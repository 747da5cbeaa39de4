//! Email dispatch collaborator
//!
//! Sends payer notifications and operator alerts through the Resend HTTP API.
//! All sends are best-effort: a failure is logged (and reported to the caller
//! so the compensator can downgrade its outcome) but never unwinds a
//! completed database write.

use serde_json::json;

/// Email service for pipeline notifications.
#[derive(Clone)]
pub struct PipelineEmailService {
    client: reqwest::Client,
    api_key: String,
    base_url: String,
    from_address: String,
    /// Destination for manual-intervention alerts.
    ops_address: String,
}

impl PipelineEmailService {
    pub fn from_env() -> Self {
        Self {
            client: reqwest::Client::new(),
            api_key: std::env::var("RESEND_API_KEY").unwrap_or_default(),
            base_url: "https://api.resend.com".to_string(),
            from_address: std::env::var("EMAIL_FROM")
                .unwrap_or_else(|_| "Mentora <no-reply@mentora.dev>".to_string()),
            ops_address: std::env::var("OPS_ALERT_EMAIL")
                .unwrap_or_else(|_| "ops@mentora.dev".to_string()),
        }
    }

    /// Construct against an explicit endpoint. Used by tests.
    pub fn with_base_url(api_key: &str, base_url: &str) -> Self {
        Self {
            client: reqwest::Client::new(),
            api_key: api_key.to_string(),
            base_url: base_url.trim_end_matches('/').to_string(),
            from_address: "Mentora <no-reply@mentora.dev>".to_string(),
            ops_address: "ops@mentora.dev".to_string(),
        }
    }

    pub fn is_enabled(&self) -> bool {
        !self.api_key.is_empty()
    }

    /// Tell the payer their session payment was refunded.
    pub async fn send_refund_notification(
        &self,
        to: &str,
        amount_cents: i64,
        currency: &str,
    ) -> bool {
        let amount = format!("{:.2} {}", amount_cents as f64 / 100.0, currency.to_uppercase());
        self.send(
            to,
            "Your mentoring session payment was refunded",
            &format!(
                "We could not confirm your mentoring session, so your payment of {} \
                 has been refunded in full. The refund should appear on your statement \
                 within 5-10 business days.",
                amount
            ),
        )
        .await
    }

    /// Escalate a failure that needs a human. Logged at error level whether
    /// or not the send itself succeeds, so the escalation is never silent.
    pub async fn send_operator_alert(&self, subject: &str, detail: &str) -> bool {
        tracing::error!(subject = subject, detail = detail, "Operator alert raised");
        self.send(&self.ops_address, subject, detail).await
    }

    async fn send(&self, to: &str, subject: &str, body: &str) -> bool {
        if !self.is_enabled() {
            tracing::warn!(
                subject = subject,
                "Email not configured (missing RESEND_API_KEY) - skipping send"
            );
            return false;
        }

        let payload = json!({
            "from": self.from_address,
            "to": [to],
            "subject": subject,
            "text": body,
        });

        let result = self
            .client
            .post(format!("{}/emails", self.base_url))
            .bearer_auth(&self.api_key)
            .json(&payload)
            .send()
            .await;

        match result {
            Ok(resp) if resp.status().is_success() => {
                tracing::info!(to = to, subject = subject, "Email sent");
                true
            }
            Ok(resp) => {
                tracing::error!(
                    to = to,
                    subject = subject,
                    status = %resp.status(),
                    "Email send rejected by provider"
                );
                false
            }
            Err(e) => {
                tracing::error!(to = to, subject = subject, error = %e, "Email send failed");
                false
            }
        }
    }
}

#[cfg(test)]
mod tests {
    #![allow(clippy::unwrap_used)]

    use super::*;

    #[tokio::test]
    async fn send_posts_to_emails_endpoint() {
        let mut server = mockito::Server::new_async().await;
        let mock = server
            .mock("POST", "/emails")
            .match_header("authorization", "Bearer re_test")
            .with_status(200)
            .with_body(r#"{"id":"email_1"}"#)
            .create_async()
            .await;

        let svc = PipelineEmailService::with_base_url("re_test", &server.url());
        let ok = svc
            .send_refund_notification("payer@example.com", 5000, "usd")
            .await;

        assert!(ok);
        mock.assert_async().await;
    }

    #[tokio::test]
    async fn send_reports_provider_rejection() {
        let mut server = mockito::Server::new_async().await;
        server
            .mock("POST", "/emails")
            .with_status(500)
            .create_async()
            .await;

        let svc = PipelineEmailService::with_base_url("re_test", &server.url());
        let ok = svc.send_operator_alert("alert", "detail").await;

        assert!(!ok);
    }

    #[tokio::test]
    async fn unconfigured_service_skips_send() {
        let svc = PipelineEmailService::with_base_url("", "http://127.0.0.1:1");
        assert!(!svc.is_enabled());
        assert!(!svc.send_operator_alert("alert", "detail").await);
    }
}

* * *

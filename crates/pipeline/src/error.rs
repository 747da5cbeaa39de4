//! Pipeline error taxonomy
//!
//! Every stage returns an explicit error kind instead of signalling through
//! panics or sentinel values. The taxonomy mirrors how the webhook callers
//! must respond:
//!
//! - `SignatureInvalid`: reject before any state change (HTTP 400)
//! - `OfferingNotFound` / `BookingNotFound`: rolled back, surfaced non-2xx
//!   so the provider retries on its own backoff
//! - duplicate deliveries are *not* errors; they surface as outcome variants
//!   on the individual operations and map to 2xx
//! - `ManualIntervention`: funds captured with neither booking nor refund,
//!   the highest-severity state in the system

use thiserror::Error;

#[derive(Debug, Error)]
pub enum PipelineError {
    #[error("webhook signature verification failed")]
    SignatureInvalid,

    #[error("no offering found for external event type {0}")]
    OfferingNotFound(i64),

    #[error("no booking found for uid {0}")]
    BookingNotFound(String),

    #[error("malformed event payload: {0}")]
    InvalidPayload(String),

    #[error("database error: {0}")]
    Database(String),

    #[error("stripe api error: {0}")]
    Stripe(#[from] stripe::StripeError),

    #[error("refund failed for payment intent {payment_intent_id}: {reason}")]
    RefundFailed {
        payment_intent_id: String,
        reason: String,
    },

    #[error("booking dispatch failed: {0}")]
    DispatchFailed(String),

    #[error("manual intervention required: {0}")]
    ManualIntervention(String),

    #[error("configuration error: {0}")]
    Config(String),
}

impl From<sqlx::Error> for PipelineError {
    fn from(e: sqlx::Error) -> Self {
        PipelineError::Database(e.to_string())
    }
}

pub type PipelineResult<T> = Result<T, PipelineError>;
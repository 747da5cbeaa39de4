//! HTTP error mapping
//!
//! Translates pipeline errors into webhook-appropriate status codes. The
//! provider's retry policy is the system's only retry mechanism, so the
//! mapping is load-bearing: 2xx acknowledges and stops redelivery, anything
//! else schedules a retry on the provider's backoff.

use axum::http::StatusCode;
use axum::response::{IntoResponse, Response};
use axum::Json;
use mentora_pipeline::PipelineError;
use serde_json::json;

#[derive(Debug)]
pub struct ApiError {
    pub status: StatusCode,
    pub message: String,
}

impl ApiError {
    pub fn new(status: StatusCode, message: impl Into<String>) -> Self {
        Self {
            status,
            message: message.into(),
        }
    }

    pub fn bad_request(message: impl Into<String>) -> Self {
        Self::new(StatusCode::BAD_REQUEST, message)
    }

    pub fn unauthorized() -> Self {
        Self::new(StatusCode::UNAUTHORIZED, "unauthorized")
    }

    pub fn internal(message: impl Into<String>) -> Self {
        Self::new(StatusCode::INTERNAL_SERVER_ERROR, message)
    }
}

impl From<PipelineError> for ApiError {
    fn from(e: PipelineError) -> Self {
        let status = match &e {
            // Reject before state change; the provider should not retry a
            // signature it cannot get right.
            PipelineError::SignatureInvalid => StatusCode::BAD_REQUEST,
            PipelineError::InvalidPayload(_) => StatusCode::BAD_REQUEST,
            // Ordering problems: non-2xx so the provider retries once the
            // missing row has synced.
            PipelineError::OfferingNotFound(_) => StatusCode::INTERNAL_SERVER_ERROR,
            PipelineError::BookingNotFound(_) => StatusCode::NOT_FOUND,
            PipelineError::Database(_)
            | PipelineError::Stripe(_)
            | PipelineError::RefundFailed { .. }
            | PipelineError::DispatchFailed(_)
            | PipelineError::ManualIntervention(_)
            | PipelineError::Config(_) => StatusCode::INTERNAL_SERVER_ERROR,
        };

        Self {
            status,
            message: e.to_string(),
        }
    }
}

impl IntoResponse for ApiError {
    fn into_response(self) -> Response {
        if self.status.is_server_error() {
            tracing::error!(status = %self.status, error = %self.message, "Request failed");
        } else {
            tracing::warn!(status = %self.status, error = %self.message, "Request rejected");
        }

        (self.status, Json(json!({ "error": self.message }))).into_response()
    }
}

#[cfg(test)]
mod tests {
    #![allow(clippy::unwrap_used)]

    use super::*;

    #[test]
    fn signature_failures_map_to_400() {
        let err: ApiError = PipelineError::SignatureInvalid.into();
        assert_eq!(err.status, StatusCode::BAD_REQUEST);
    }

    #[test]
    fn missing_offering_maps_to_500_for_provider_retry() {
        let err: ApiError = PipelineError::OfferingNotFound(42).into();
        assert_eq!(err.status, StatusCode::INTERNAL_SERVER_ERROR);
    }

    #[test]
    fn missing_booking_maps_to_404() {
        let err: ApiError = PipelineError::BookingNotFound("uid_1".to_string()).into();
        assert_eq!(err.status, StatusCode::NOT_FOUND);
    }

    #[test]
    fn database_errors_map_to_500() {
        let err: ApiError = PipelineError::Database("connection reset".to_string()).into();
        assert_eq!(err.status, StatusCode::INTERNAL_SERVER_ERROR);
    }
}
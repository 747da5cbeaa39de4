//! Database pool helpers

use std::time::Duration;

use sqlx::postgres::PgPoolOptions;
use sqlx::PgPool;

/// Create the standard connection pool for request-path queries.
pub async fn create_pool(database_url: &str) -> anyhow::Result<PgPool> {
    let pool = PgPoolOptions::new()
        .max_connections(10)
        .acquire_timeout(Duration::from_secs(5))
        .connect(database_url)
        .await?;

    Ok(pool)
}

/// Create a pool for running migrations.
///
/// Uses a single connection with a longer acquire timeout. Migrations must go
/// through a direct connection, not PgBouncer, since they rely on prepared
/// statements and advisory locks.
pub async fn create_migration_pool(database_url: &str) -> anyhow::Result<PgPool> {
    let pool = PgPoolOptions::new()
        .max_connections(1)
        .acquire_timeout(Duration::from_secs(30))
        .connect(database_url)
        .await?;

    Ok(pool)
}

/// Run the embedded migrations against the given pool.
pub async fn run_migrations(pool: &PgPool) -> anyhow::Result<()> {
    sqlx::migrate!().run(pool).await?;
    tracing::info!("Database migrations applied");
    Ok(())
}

...

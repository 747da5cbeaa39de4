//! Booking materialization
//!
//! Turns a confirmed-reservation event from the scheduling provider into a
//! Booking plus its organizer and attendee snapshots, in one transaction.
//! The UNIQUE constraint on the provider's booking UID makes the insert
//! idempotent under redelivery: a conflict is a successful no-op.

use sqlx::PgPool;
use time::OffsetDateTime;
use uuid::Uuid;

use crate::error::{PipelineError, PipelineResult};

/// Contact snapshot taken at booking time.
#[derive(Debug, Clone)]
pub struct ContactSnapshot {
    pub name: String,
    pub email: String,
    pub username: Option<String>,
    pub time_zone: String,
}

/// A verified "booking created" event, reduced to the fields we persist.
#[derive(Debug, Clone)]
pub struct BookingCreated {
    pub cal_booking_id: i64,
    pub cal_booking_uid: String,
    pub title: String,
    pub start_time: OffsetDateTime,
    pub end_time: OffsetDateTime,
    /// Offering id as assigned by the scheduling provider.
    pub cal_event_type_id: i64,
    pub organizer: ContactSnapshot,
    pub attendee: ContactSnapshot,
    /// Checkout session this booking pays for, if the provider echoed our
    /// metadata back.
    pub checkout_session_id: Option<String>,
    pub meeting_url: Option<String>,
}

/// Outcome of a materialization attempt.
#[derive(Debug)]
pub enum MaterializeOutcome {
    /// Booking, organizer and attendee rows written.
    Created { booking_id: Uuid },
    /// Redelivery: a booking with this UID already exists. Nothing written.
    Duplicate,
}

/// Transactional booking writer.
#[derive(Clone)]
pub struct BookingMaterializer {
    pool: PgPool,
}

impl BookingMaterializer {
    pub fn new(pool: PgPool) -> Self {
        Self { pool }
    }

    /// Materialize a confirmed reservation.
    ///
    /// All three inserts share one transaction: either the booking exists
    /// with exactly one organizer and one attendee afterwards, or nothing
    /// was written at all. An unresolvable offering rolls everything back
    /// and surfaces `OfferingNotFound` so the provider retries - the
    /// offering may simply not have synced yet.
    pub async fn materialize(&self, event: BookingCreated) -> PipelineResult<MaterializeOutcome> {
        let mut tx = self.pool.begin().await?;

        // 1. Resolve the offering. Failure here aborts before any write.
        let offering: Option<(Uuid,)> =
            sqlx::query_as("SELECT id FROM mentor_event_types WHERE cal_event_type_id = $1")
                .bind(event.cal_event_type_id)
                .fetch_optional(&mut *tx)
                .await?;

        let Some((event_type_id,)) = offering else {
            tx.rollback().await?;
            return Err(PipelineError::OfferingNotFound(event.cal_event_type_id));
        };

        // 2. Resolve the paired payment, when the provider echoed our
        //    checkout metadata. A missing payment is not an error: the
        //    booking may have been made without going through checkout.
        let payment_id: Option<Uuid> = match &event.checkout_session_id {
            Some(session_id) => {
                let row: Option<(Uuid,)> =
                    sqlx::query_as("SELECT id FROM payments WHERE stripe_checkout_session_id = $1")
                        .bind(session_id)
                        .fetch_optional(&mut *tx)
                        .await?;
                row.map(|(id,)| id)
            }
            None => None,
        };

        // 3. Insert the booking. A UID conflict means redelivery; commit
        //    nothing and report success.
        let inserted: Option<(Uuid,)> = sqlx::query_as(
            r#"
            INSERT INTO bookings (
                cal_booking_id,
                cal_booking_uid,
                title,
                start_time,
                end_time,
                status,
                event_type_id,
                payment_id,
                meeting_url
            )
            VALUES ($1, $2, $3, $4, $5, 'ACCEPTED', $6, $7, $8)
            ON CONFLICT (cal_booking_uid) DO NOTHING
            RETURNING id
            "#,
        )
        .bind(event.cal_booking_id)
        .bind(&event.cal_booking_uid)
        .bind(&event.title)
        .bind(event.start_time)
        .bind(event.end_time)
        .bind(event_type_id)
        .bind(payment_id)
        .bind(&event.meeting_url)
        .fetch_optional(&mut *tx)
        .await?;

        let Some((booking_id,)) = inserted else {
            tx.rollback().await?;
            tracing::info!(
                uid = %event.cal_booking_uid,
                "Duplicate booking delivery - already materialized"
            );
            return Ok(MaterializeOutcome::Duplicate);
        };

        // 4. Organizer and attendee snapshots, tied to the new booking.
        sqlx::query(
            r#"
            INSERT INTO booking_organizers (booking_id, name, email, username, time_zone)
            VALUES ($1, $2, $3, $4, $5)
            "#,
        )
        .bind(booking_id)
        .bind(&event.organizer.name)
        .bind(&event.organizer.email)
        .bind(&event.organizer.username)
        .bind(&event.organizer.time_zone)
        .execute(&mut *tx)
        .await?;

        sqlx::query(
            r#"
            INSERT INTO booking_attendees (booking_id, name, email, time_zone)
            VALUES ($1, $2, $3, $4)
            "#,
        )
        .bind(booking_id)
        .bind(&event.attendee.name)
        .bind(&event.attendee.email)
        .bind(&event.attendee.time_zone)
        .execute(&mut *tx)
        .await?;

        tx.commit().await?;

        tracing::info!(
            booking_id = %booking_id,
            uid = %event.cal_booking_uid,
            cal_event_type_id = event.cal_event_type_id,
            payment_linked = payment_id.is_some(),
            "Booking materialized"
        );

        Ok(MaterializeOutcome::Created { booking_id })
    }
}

▸ **Directions**
Your reply should be one number: the count of lines above that hold the word "notifications".

▸ **Solution for this exercise**
2